A surge in domestic oil output and a jump in trading income cushioned Norway’s state-controlled Equinor against collapsing commodity prices in Q2, the company said July 24, as it plunged to a loss and warned of more volatility ahead.
Equinor’s Norwegian oil output increased 33% on the year in the second-quarter to 637,000 b/d on the back of the Johan Sverdrup field, which came on stream last October, and despite a national curb on oil production imposed in June to help support international markets, its quarterly results showed. Johan Sverdrup achieved its first-phase output “plateau” of 470,000 b/d in April, with a further phase due on stream in 2022.
The increased Norwegian output more than offset the 8% drop in Equinor’s overseas oil output to 407,000 b/d, that reflected a maintenance shutdown at the Peregrino heavy oil field offshore Brazil and production curbs in OPEC countries.
Equinor has positions in OPEC members Algeria and Nigeria, while Norway imposed its own 250,000 b/d cut in crude output in June, easing to 134,000 b/d for the rest of the year.
Equinor also recorded an outstanding contribution from oil trading, with adjusted earnings from its “marketing, midstream & processing division” almost six times higher than the year ago at $1.16 billion.
“The marketing, midstream and processing segment delivered a record-high result… particularly from crude oil and liquids trading, where values were extracted from a market in contango and ability to utilise the asset portfolio,” Equinor said.

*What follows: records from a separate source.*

//! Form description handler.

use axum::extract::State;
use axum::response::IntoResponse;
use axum::routing::get;
use axum::{Json, Router};

use crate::app_state::AppState;
use crate::domain::FormSchema;

/// `GET /form` — Describe the form widgets.
#[utoipa::path(
    get,
    path = "/api/v1/form",
    tag = "Form",
    summary = "Describe the form",
    description = "Returns the page title, the coach details section and one section per event block with its widgets, options and actions. Branding reports whether the logo is available.",
    responses(
        (status = 200, description = "Form description", body = FormSchema),
    )
)]
pub async fn form_schema(State(state): State<AppState>) -> impl IntoResponse {
    let logo_available = state.logo_available().await;
    if !logo_available {
        tracing::warn!(path = %state.logo_path.display(), "logo not found");
    }
    Json(FormSchema::build(
        logo_available,
        &state.logo_path.display().to_string(),
    ))
}

/// Form routes.
pub fn routes() -> Router<AppState> {
    Router::new().route("/form", get(form_schema))
}
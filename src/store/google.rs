//! Google Sheets client authenticated with a service account.
//!
//! Every [`WorksheetClient::open_by_name`] call loads the credential blob,
//! exchanges a signed JWT for an access token, finds the spreadsheet through
//! the Drive API and resolves its first worksheet. The returned
//! [`Worksheet`] carries the token used by the remaining calls.

use chrono::Utc;
use serde::Deserialize;
use serde::de::{DeserializeOwned, IgnoredAny};

use super::credentials::{JWT_BEARER_GRANT, SHEETS_SCOPES};
use super::{
    AccessToken, CellRange, CredentialSource, HorizontalAlignment, StoreError, StoreFuture,
    Worksheet, WorksheetClient,
};
use crate::domain::CellValue;

/// Production Sheets API base URL.
pub const DEFAULT_SHEETS_BASE: &str = "https://sheets.googleapis.com";

/// Production Drive API base URL.
pub const DEFAULT_DRIVE_BASE: &str = "https://www.googleapis.com";

const SPREADSHEET_MIME_TYPE: &str = "application/vnd.google-apps.spreadsheet";

/// Base URLs of the Google APIs, overridable for testing.
#[derive(Debug, Clone, PartialEq, Eq)]
pub struct GoogleEndpoints {
    /// Sheets API base.
    pub sheets_base: String,
    /// Drive API base.
    pub drive_base: String,
}

impl Default for GoogleEndpoints {
    fn default() -> Self {
        Self {
            sheets_base: DEFAULT_SHEETS_BASE.to_string(),
            drive_base: DEFAULT_DRIVE_BASE.to_string(),
        }
    }
}

#[derive(Debug, Deserialize)]
struct TokenResponse {
    access_token: String,
}

#[derive(Debug, Deserialize)]
struct FileList {
    #[serde(default)]
    files: Vec<DriveFile>,
}

#[derive(Debug, Deserialize)]
struct DriveFile {
    id: String,
}

#[derive(Debug, Deserialize)]
struct SpreadsheetMeta {
    #[serde(default)]
    sheets: Vec<SheetEntry>,
}

#[derive(Debug, Deserialize)]
struct SheetEntry {
    properties: SheetProperties,
}

#[derive(Debug, Deserialize)]
#[serde(rename_all = "camelCase")]
struct SheetProperties {
    sheet_id: i64,
    title: String,
    #[serde(default)]
    index: i64,
}

#[derive(Debug, Deserialize)]
struct ValueRange {
    #[serde(default)]
    values: Vec<Vec<serde_json::Value>>,
}

/// [`WorksheetClient`] backed by the Google Sheets v4 and Drive v3 APIs.
#[derive(Debug, Clone)]
pub struct GoogleSheetsClient {
    http: reqwest::Client,
    credentials: CredentialSource,
    endpoints: GoogleEndpoints,
}

impl GoogleSheetsClient {
    /// Creates a client that reads its key from `credentials` on every open.
    #[must_use]
    pub fn new(credentials: CredentialSource, endpoints: GoogleEndpoints) -> Self {
        Self {
            http: reqwest::Client::new(),
            credentials,
            endpoints,
        }
    }

    /// Exchanges a freshly signed assertion for an access token.
    ///
    /// # Errors
    ///
    /// Returns a credentials error if the key cannot be loaded or signed, and
    /// [`StoreError::Http`] / [`StoreError::Api`] if the exchange fails.
    pub async fn authorize(&self) -> Result<AccessToken, StoreError> {
        let key = self.credentials.load()?;
        let assertion = key.sign_assertion(SHEETS_SCOPES, Utc::now().timestamp())?;

        let response = self
            .http
            .post(&key.token_uri)
            .form(&[
                ("grant_type", JWT_BEARER_GRANT),
                ("assertion", assertion.as_str()),
            ])
            .send()
            .await?;
        let token: TokenResponse = read_json(response).await?;

        tracing::debug!(client_email = %key.client_email, "service account authorized");
        Ok(AccessToken::new(token.access_token))
    }

    async fn find_spreadsheet(&self, token: &AccessToken, title: &str) -> Result<String, StoreError> {
        let url = endpoint(&self.endpoints.drive_base, &["drive", "v3", "files"])?;
        let query = format!(
            "name = '{}' and mimeType = '{SPREADSHEET_MIME_TYPE}' and trashed = false",
            escape_query_literal(title)
        );
        let response = self
            .http
            .get(url)
            .bearer_auth(token.secret())
            .query(&[
                ("q", query.as_str()),
                ("fields", "files(id,name)"),
                ("supportsAllDrives", "true"),
                ("includeItemsFromAllDrives", "true"),
            ])
            .send()
            .await?;
        let list: FileList = read_json(response).await?;

        list.files
            .into_iter()
            .next()
            .map(|file| file.id)
            .ok_or_else(|| StoreError::SpreadsheetNotFound(title.to_string()))
    }

    async fn first_sheet(
        &self,
        token: &AccessToken,
        spreadsheet_id: &str,
    ) -> Result<SheetProperties, StoreError> {
        let url = endpoint(
            &self.endpoints.sheets_base,
            &["v4", "spreadsheets", spreadsheet_id],
        )?;
        let response = self
            .http
            .get(url)
            .bearer_auth(token.secret())
            .query(&[("fields", "sheets.properties(sheetId,title,index)")])
            .send()
            .await?;
        let meta: SpreadsheetMeta = read_json(response).await?;

        meta.sheets
            .into_iter()
            .map(|entry| entry.properties)
            .min_by_key(|props| props.index)
            .ok_or_else(|| StoreError::NoWorksheet(spreadsheet_id.to_string()))
    }

    async fn get_values(&self, sheet: &Worksheet, range: &str) -> Result<Vec<Vec<String>>, StoreError> {
        let url = endpoint(
            &self.endpoints.sheets_base,
            &["v4", "spreadsheets", &sheet.spreadsheet_id, "values", range],
        )?;
        let response = self
            .http
            .get(url)
            .bearer_auth(sheet.token.secret())
            .send()
            .await?;
        let values: ValueRange = read_json(response).await?;

        Ok(values
            .values
            .into_iter()
            .map(|row| row.into_iter().map(displayed).collect())
            .collect())
    }
}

According to Equinor, there was no change to its overall strategy in response to the crisis in markets, but gave no indication of full-year output volumes, having abandoned previous guidance of a 7% increase in oil and gas output. It raised slightly its estimate for maintenance impacts on this year’s production to 30,000 boe/d across the portfolio.
It stuck, however, with its previous longer-term guidance on both production and spending, saying its overall production would increase by 3% annually on average in 2019-2026 and it expected capital expenditure of $8.5 billion this year, down from $10 billion last year, followed by a return to $10 billion next year, and average capex of $12 billion in 2022-23.
“We expect market volatility to continue going forward. The long-term market implications from COVID-19, with possible lower demand and reduced investments in the industry, remain uncertain,” CEO Eldar Saetre said.
“However, Equinor’s strategic direction remains firm and we are committed to develop Equinor as a broad energy company to create value in a low-carbon future.”
Equinor’s overall oil and gas output increased 3% on the year to 1.90 million b/d of oil equivalent, measured on an entitlement basis that includes the impact of overseas production sharing contracts.
The company’s gas production fell 8% to 854 million boe/d, partly due to it intentionally withholding output on expectation of price recovery.
The company made a loss of $251 million, compared with a $1.5 billion profit a year earlier, while its net debt ratio jumped to nearly 34%, up from 25% a year earlier.